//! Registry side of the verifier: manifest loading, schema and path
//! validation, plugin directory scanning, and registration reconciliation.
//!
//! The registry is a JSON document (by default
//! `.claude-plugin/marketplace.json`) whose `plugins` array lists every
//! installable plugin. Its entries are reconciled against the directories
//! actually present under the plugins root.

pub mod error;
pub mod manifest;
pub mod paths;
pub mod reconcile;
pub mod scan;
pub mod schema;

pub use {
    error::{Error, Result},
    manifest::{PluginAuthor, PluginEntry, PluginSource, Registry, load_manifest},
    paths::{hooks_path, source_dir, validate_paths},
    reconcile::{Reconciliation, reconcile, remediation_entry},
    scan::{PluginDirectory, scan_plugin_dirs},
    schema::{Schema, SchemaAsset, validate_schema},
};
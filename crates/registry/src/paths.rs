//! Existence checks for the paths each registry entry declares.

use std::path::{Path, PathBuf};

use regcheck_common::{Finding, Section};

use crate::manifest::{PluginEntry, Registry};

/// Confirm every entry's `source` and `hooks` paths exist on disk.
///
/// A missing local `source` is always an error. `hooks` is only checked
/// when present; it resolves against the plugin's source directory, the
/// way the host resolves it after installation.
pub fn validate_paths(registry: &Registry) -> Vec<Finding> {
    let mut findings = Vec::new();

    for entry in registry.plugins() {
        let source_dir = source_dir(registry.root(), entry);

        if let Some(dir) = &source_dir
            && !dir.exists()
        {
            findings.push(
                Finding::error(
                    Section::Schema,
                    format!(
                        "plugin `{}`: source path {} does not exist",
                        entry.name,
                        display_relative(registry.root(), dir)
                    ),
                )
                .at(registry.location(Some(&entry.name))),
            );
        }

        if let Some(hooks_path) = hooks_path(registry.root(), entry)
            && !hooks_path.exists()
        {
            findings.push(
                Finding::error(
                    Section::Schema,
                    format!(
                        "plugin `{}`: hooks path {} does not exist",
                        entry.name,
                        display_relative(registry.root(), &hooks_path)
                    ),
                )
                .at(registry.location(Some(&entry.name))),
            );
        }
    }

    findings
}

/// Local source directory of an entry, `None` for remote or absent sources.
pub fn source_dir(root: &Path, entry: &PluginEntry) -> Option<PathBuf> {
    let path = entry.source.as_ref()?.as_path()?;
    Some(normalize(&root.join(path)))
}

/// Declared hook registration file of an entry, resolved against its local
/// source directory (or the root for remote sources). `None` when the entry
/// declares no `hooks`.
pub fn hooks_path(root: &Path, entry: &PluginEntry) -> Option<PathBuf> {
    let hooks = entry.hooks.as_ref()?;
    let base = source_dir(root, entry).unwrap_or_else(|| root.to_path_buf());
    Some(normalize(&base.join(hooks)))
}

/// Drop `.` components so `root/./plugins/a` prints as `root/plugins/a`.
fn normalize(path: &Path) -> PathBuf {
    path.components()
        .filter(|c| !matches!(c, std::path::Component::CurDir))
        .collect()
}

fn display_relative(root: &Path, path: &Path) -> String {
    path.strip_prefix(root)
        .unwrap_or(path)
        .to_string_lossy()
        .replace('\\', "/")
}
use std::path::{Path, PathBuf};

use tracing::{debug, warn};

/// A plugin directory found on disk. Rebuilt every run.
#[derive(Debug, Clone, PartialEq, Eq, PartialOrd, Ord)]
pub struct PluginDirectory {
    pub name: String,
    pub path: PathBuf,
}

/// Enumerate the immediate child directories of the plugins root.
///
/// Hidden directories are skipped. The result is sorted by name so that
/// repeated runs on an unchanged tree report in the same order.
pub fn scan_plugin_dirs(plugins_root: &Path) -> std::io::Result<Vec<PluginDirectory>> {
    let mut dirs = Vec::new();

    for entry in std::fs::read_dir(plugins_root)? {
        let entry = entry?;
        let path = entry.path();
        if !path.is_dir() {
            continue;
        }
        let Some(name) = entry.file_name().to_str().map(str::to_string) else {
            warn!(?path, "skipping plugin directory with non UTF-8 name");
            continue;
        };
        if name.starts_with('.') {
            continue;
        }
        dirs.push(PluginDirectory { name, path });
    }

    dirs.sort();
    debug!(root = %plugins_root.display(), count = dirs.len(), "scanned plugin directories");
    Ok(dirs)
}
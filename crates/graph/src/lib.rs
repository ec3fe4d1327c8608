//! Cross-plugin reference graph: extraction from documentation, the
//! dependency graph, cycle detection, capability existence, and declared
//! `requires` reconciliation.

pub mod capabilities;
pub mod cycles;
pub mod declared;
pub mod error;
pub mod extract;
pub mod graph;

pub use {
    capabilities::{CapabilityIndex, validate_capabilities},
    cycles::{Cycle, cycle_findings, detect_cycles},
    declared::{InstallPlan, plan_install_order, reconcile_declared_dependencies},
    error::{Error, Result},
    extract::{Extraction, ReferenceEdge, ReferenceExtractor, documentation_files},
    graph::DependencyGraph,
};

◆ ◆ ◆ ◆ ◆ ◆ ◆

In the listing above, each line with the word "every" is to be copied out.

//! `.claude-plugin/marketplace.json`) whose `plugins` array lists every
/// Confirm every entry's `source` and `hooks` paths exist on disk.
/// A plugin directory found on disk. Rebuilt every run.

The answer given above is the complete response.